A long time ago, an unsuspecting architect forgot to add a trap
bit for ICV_DIR_EL1 in ICH_HCR_EL2. Which was unfortunate, but
what's a bit of spec between friends? Thankfully, this was fixed
in a later revision, and ARM "deprecates" the lack of trapping
ability.

Unfortuantely, a few (billion) CPUs went out with that defect,
anything ARMv8.0 from ARM, give or take.
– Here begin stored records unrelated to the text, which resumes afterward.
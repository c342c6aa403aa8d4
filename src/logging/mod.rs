use once_cell::sync::OnceCell;
use tracing_appender::non_blocking::WorkerGuard;
use tracing_subscriber::fmt::time::UtcTime;
use tracing_subscriber::layer::SubscriberExt;
use tracing_subscriber::{fmt, EnvFilter, Registry};

// Held for the process lifetime so the non-blocking writer keeps flushing.
static GUARD: OnceCell<WorkerGuard> = OnceCell::new();

pub fn init_logging() {
    let filter: EnvFilter =
        EnvFilter::try_from_default_env().unwrap_or_else(|_| EnvFilter::new("info"));

    let (non_blocking_writer, guard) = tracing_appender::non_blocking(std::io::stdout());
    let _ = GUARD.set(guard);

    let formatting_layer = fmt::layer()
        .with_timer(UtcTime::rfc_3339())
        .with_thread_ids(true)
        .with_target(true)
        .compact()
        .with_ansi(false)
        .with_writer(non_blocking_writer);

    let subscriber = Registry::default().with(filter).with(formatting_layer);

    // Ignore the error when a subscriber is already installed (tests).
    let _ = tracing::subscriber::set_global_default(subscriber);
}
#![allow(dead_code)]

use std::net::SocketAddr;
use std::sync::Arc;
use std::sync::Once;

use tokio::io::{AsyncReadExt, AsyncWriteExt};
use tokio::net::{TcpListener, TcpStream};
use tokio::time::{timeout, Duration};

use fastport::broker::{server, Broker};
use fastport::config::Config;
use fastport::core::clock::TokioClock;
use fastport::core::notifier::{NoopNotifier, OfflineNotifier};
use fastport::core::protocol::{self, ClientFrame, ServerFrame, CHUNK_MARKER, TEXT_MARKER};
use fastport::storage::memory::MemoryStorage;

pub fn init_logging() {
    static INIT: Once = Once::new();
    INIT.call_once(|| {
        fastport::logging::init_logging();
    });
}

pub struct TestBroker {
    pub broker: Arc<Broker>,
    pub addr: SocketAddr,
}

/// Boots an in-memory broker on an ephemeral port.
pub async fn spawn_broker() -> TestBroker {
    spawn_broker_with(Config::default()).await
}

pub async fn spawn_broker_with(config: Config) -> TestBroker {
    spawn_broker_custom(config, Arc::new(NoopNotifier)).await
}

pub async fn spawn_broker_custom(
    config: Config,
    notifier: Arc<dyn OfflineNotifier>,
) -> TestBroker {
    init_logging();
    let broker = Broker::new(
        config,
        Arc::new(MemoryStorage::new()),
        Arc::new(TokioClock),
        notifier,
    );
    broker.bootstrap().await.expect("bootstrap");

    let listener = TcpListener::bind("127.0.0.1:0").await.expect("bind");
    let addr = listener.local_addr().expect("local addr");
    let serving = Arc::clone(&broker);
    tokio::spawn(async move {
        let _ = server::serve(serving, listener).await;
    });
    TestBroker { broker, addr }
}

/// Anything the broker can send us.
#[derive(Debug)]
pub enum Inbound {
    Frame(ServerFrame),
    Chunk(Vec<u8>),
}

pub struct TestClient {
    stream: TcpStream,
}

impl TestClient {
    pub async fn connect(addr: SocketAddr) -> Self {
        let stream = TcpStream::connect(addr).await.expect("connect");
        stream.set_nodelay(true).expect("nodelay");
        Self { stream }
    }

    pub async fn send(&mut self, frame: &ClientFrame) {
        let wire = protocol::client_frame_to_wire(frame);
        self.stream.write_all(&wire).await.expect("send frame");
    }

    /// Sends a binary chunk body (starting with the 0x02 marker).
    pub async fn send_chunk_body(&mut self, body: &[u8]) {
        let wire = protocol::chunk_to_wire(body);
        self.stream.write_all(&wire).await.expect("send chunk");
    }

    /// Raw bytes, for malformed-input tests.
    pub async fn send_raw(&mut self, bytes: &[u8]) {
        self.stream.write_all(bytes).await.expect("send raw");
    }

    pub async fn recv_any(&mut self) -> Inbound {
        timeout(Duration::from_secs(2), self.read_one())
            .await
            .expect("timed out waiting for a frame")
    }

    pub async fn recv(&mut self) -> ServerFrame {
        match self.recv_any().await {
            Inbound::Frame(frame) => frame,
            Inbound::Chunk(_) => panic!("expected text frame, got binary chunk"),
        }
    }

    pub async fn recv_chunk(&mut self) -> Vec<u8> {
        match self.recv_any().await {
            Inbound::Chunk(body) => body,
            Inbound::Frame(frame) => panic!("expected binary chunk, got {frame:?}"),
        }
    }

    /// Asserts that nothing arrives for `ms` milliseconds.
    pub async fn expect_silence(&mut self, ms: u64) {
        let res = timeout(Duration::from_millis(ms), self.read_one()).await;
        assert!(res.is_err(), "expected silence, got {:?}", res.unwrap());
    }

    /// Asserts the peer closes the connection within two seconds.
    pub async fn expect_closed(&mut self) {
        let deadline = Duration::from_secs(2);
        let closed = timeout(deadline, async {
            let mut buf = [0u8; 64];
            loop {
                match self.stream.read(&mut buf).await {
                    Ok(0) | Err(_) => break,
                    Ok(_) => continue,
                }
            }
        })
        .await;
        assert!(closed.is_ok(), "connection was not closed");
    }

    async fn read_one(&mut self) -> Inbound {
        let mut len_buf = [0u8; 4];
        self.stream
            .read_exact(&mut len_buf)
            .await
            .expect("read length");
        let len = u32::from_be_bytes(len_buf) as usize;
        let mut body = vec![0u8; len];
        self.stream.read_exact(&mut body).await.expect("read body");
        match body.first() {
            Some(&TEXT_MARKER) => Inbound::Frame(
                protocol::parse_server_frame(&body[1..]).expect("parse server frame"),
            ),
            Some(&CHUNK_MARKER) => Inbound::Chunk(body),
            other => panic!("unknown frame marker {other:?}"),
        }
    }

    /// init + success assertion.
    pub async fn init(&mut self, session: &str, password: &str) {
        self.init_as(session, password, None).await;
    }

    pub async fn init_as(&mut self, session: &str, password: &str, user_id: Option<&str>) {
        self.send(&ClientFrame::Init {
            session_name: session.into(),
            password: password.into(),
            user_id: user_id.map(str::to_string),
        })
        .await;
        match self.recv().await {
            ServerFrame::InitResponse { success: true, .. } => {}
            other => panic!("init failed: {other:?}"),
        }
    }

    /// subscribe + response assertion.
    pub async fn subscribe(&mut self, topic: &str) {
        self.send(&ClientFrame::Subscribe {
            topic: topic.into(),
        })
        .await;
        match self.recv().await {
            ServerFrame::SubscribeResponse { success: true, .. } => {}
            other => panic!("subscribe failed: {other:?}"),
        }
    }

    pub async fn publish(&mut self, topic: &str, data: &str, message_id: &str) -> ServerFrame {
        self.send(&ClientFrame::Publish {
            topic: topic.into(),
            data: data.into(),
            hash: "h".into(),
            timestamp: 1,
            message_id: message_id.into(),
        })
        .await;
        self.recv().await
    }

    pub async fn ack(&mut self, topic: &str, message_id: &str) {
        self.send(&ClientFrame::Ack {
            topic: topic.into(),
            message_id: message_id.into(),
        })
        .await;
    }
}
And on these CPUs,
you can't trap DIR on its own, full stop.

As the next best thing, we can trap everything in the common group,
which is a tad expensive, but hey ho, that's what you get. You can
otherwise recycle the HW in the neaby bin.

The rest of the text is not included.